Shiny ha “ventisette” anni, ma pare coetanea a chi ne ha quasi “cinquantotto”: il bello è che, di tutto questo, andandosene via, verso il suo destino, lei pare fregarsene.

Alma è la donna del passato di Victor, che abbandonò solo nella vita esterna, ma che ancora comanda dentro il suo cuore, chissà perché. Lei ama Victor! E Victor? Potrebbe ricambiarla, se non ci fosse Shiny, quest’assurdità femminile che egli non riesce mai a inquadrare del tutto. E ora il suo scopo esistenziale è ritrovarla, recandosi dove lei ha scelto di andare: “Era consapevole dei rischi che avrebbe corso. Avrebbe potuto perdere tutto, anche la vita. Gli unionisti ignoravano la situazione del pianeta e ne avevano paura. La Terra appariva loro come un mostro ancestrale dominato da una natura violenta.”

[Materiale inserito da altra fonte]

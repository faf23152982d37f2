//! Network side of the client: the calls a game server offers and the
//! implementations that make them.

use crate::common::ApiError;
use crate::protocol::{EnemyFireResponse, FireResponse};
use crate::ship::Placement;

/// The four remote calls of the join/fire/poll protocol.
#[async_trait::async_trait]
pub trait GameApi: Send + Sync {
    /// Health check.
    async fn ping(&self) -> Result<bool, ApiError>;

    /// Join `game_key` as `player` with the given fleet.
    async fn join(
        &self,
        player: &str,
        game_key: &str,
        ships: &[Placement],
    ) -> Result<EnemyFireResponse, ApiError>;

    /// Fire at `(x, y)` on the opponent's board.
    async fn fire(&self, player: &str, game_key: &str, x: i32, y: i32)
        -> Result<FireResponse, ApiError>;

    /// Long-poll for the opponent's next move.
    async fn enemy_fire(&self, player: &str, game_key: &str) -> Result<EnemyFireResponse, ApiError>;
}

pub mod http;
pub mod scripted;

pub use http::HttpClient;
pub use scripted::{Call, ScriptedClient};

Ogni popolo ha il suo modo di disprezzare gli umani che appartengono all’Altrove: terroni, polentoni, crucchi, yankee; Alma, nel vedere Victor, lo definisce “terricolo”, termine che “gli unionisti degli insediamenti spaziali riservano agli abitanti delle piattaforme atmosferiche”: ognuno è sempre l’alieno di qualcun altro.

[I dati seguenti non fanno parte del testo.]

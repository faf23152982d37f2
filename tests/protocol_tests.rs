mod common;

use common::standard_fleet;
use serde_json::json;
use sinkdestroy::client::http::parse_error;
use sinkdestroy::protocol::{EnemyFireResponse, FireRequest, FireResponse, JoinRequest, PingResponse};
use sinkdestroy::{ApiError, Cell};

#[test]
fn join_request_shape() {
    let request = JoinRequest {
        player: "alice".to_string(),
        gamekey: "game1".to_string(),
        ships: standard_fleet()[..1].to_vec(),
    };
    let value = serde_json::to_value(&request).unwrap();
    assert_eq!(
        value,
        json!({
            "player": "alice",
            "gamekey": "game1",
            "ships": [{"ship": "Carrier", "x": 0, "y": 0, "orientation": "horizontal"}]
        })
    );
}

#[test]
fn fire_request_and_response_shape() {
    let request = FireRequest {
        player: "alice".to_string(),
        gamekey: "game1".to_string(),
        x: 3,
        y: 7,
    };
    assert_eq!(
        serde_json::to_value(&request).unwrap(),
        json!({"player": "alice", "gamekey": "game1", "x": 3, "y": 7})
    );

    let response: FireResponse =
        serde_json::from_str(r#"{"hit": true, "shipsSunk": ["Submarine"]}"#).unwrap();
    assert!(response.hit);
    assert_eq!(response.ships_sunk, vec!["Submarine".to_string()]);

    let bare: FireResponse = serde_json::from_str(r#"{"hit": false}"#).unwrap();
    assert!(bare.ships_sunk.is_empty());
}

#[test]
fn enemy_fire_response_optional_fields() {
    let empty: EnemyFireResponse = serde_json::from_str("{}").unwrap();
    assert_eq!(empty, EnemyFireResponse::no_move());
    assert_eq!(empty.cell(), None);
    assert!(!empty.gameover);

    let shot: EnemyFireResponse = serde_json::from_str(r#"{"x": 3, "y": 4, "gameover": false}"#).unwrap();
    assert_eq!(shot.cell(), Some(Cell::new(3, 4)));

    let half: EnemyFireResponse = serde_json::from_str(r#"{"x": 3}"#).unwrap();
    assert_eq!(half.cell(), None);

    let over: EnemyFireResponse = serde_json::from_str(r#"{"gameover": true}"#).unwrap();
    assert_eq!(over, EnemyFireResponse::game_over());

    let ping: PingResponse = serde_json::from_str(r#"{"ping": true}"#).unwrap();
    assert_eq!(ping.ping, Some(true));
}

#[test]
fn error_bodies() {
    assert_eq!(parse_error(r#"{"Error": "Game not found"}"#), "Game not found");
    assert_eq!(parse_error(r#"{"Error": null}"#), "Unknown server error");
    assert_eq!(parse_error("plain failure"), "plain failure");
    assert_eq!(parse_error(""), "Server returned no error details");
}

#[test]
fn error_classification() {
    assert_eq!(ApiError::classify("Game not found"), ApiError::GameNotFound);
    assert_eq!(ApiError::classify("Invalid game key"), ApiError::InvalidGame);
    assert_eq!(ApiError::classify("Game already exists"), ApiError::GameExists);
    assert_eq!(ApiError::classify("It is not your turn"), ApiError::NotYourTurn);
    assert_eq!(ApiError::classify("Invalid coordinates"), ApiError::InvalidCoordinates);
    assert_eq!(ApiError::classify("Player name too short"), ApiError::IdTooShort);
    assert_eq!(ApiError::classify("Invalid ship placement"), ApiError::InvalidShips);
    assert_eq!(
        ApiError::classify("teapot"),
        ApiError::Server("teapot".to_string())
    );

    assert!(ApiError::GameNotFound.is_session_ending());
    assert!(ApiError::InvalidGame.is_session_ending());
    assert!(!ApiError::Timeout.is_session_ending());
    assert!(ApiError::GameExists.is_join_rejection());
    assert!(!ApiError::Connection("reset".to_string()).is_join_rejection());
}

#[test]
fn server_failures_are_retryable() {
    assert_eq!(
        ApiError::classify_server_failure("Internal Server Error"),
        ApiError::Unavailable("Internal Server Error".to_string())
    );
    assert_eq!(
        ApiError::classify_server_failure("Game not found"),
        ApiError::GameNotFound
    );
    assert!(!ApiError::Unavailable("busy".to_string()).is_join_rejection());
    assert!(!ApiError::Unavailable("busy".to_string()).is_session_ending());
    assert_eq!(
        ApiError::Unavailable("busy".to_string()).to_string(),
        "Server unavailable: busy"
    );
}

#[test]
fn shots_must_be_whole_and_on_the_grid() {
    assert_eq!(EnemyFireResponse::no_move().validated(), Ok(EnemyFireResponse::no_move()));
    assert_eq!(EnemyFireResponse::shot(9, 0).validated(), Ok(EnemyFireResponse::shot(9, 0)));
    assert!(matches!(
        EnemyFireResponse::shot(42, -7).validated(),
        Err(ApiError::Malformed(_))
    ));
    let half = EnemyFireResponse {
        x: Some(3),
        y: None,
        gameover: false,
    };
    assert!(matches!(half.validated(), Err(ApiError::Malformed(_))));
    let over = EnemyFireResponse {
        x: Some(99),
        y: None,
        gameover: true,
    };
    assert_eq!(over.clone().validated(), Ok(over));
}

Questa storia è popolata unicamente da umani, e non vi sono abitanti di chissà quali meandri cosmici, ma ognuno si sente e di conseguenza è diverso dal suo prossimo.

“La Guerra dei Poveri aveva sconvolto il pianeta più di cento anni prima…” – ed è solo grazie a quella misteriosa energia che l’uomo aveva potuto perpetuarsi, nonché costruire una nuova civiltà, non tanto raffinata ma quasi perfetta. L’unica grave imperfezione è la mancata conoscenza della natura della forza pura.

Quando Victor riesce ad andare da René Voboam, che gli ha accordato il permesso di presentarsi nella sua piattaforma, dove potrà ricevere le informazioni e le risorse necessarie per scendere sulla Terra, fa conoscenza di Albert, un androide, che è stato programmato per essere l’ideale maggiordomo, che è considerato dal suo padrone quasi un animale da compagnia, che non sarebbe dispiaciuto al protagonista di Quel che resta del giorno di Kazuo Ishiguro.

Victor fa ora conoscenza di Vico, un celebre scienziato che sta indagando, utilizzando ogni sorta di formula matematica, la natura della forza, senza ancora poter rispondere alla domanda: qual è la sua natura? E che gli dice, tra l’altro: “… sono convinto che la zona d’ombra sia molto di più che un’anomalia del campo della forza” – questo è possibile attestare: che ogni cosa funziona pur in presenza di misteri e di anomalie.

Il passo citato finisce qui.